**Problem requirements:** The lines from the top of the data down to the line with "let models = selkie::models::ModelManager::new(&config.models)?;" should be repeated exactly, both ends included.

[Stored items]
--

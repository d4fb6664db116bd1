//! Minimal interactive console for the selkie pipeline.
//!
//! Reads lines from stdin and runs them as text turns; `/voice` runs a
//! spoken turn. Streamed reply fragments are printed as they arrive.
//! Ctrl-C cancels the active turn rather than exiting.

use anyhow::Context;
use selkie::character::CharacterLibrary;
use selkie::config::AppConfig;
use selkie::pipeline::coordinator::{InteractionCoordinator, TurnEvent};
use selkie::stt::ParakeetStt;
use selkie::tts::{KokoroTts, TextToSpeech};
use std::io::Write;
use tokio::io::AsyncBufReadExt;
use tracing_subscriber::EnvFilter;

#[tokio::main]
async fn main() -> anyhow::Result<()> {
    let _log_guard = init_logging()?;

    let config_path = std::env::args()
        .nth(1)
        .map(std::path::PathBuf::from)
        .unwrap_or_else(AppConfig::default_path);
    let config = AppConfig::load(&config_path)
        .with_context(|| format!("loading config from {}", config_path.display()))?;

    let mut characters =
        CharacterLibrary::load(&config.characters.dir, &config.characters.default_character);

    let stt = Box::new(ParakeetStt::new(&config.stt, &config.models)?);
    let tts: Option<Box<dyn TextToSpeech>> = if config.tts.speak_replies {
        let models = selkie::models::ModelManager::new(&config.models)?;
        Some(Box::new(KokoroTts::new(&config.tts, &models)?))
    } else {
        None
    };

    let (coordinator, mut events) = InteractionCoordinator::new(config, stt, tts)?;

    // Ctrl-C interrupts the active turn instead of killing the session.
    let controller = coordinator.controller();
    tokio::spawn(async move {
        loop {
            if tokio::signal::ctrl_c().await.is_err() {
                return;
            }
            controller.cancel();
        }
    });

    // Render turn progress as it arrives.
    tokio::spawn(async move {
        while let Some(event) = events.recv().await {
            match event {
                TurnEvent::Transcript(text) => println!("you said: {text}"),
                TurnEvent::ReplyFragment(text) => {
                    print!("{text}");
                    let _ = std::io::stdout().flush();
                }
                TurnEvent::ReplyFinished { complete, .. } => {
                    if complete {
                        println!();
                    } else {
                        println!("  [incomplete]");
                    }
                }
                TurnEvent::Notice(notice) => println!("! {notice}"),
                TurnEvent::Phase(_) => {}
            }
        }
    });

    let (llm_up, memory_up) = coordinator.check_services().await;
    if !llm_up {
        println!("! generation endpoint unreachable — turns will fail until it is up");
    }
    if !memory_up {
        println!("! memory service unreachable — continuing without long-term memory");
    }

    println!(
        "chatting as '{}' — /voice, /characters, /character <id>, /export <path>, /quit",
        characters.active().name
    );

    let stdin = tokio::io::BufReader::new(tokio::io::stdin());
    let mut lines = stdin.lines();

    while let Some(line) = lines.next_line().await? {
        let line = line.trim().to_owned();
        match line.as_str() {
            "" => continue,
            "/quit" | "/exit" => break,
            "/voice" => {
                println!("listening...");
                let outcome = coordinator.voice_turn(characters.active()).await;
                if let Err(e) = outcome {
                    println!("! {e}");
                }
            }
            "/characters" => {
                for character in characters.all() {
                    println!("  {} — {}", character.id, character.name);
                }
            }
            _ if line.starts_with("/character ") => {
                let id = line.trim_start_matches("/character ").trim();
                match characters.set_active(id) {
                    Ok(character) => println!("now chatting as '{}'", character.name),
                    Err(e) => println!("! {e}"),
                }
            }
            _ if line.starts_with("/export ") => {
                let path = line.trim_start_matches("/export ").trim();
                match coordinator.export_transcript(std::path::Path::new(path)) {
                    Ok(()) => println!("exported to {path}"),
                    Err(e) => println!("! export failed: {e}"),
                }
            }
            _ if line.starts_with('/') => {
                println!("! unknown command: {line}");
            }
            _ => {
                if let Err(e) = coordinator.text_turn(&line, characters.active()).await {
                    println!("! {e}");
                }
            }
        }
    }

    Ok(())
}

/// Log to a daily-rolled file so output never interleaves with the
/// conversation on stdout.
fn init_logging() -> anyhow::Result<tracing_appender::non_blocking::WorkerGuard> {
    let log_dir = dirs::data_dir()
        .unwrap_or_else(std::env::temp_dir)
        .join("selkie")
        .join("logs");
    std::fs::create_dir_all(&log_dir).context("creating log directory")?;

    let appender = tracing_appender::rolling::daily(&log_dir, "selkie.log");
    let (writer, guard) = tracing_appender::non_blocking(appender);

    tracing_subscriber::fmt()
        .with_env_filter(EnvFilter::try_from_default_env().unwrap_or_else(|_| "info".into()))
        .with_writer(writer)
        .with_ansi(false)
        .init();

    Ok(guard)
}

--

**Reply:**
repository d4fb6664db116bd1
//! Minimal interactive console for the selkie pipeline.
//!
//! Reads lines from stdin and runs them as text turns; `/voice` runs a
//! spoken turn. Streamed reply fragments are printed as they arrive.
//! Ctrl-C cancels the active turn rather than exiting.

use anyhow::Context;
use selkie::character::CharacterLibrary;
use selkie::config::AppConfig;
use selkie::pipeline::coordinator::{InteractionCoordinator, TurnEvent};
use selkie::stt::ParakeetStt;
use selkie::tts::{KokoroTts, TextToSpeech};
use std::io::Write;
use tokio::io::AsyncBufReadExt;
use tracing_subscriber::EnvFilter;

#[tokio::main]
async fn main() -> anyhow::Result<()> {
    let _log_guard = init_logging()?;

    let config_path = std::env::args()
        .nth(1)
        .map(std::path::PathBuf::from)
        .unwrap_or_else(AppConfig::default_path);
    let config = AppConfig::load(&config_path)
        .with_context(|| format!("loading config from {}", config_path.display()))?;

    let mut characters =
        CharacterLibrary::load(&config.characters.dir, &config.characters.default_character);

    let stt = Box::new(ParakeetStt::new(&config.stt, &config.models)?);
    let tts: Option<Box<dyn TextToSpeech>> = if config.tts.speak_replies {
        let models = selkie::models::ModelManager::new(&config.models)?;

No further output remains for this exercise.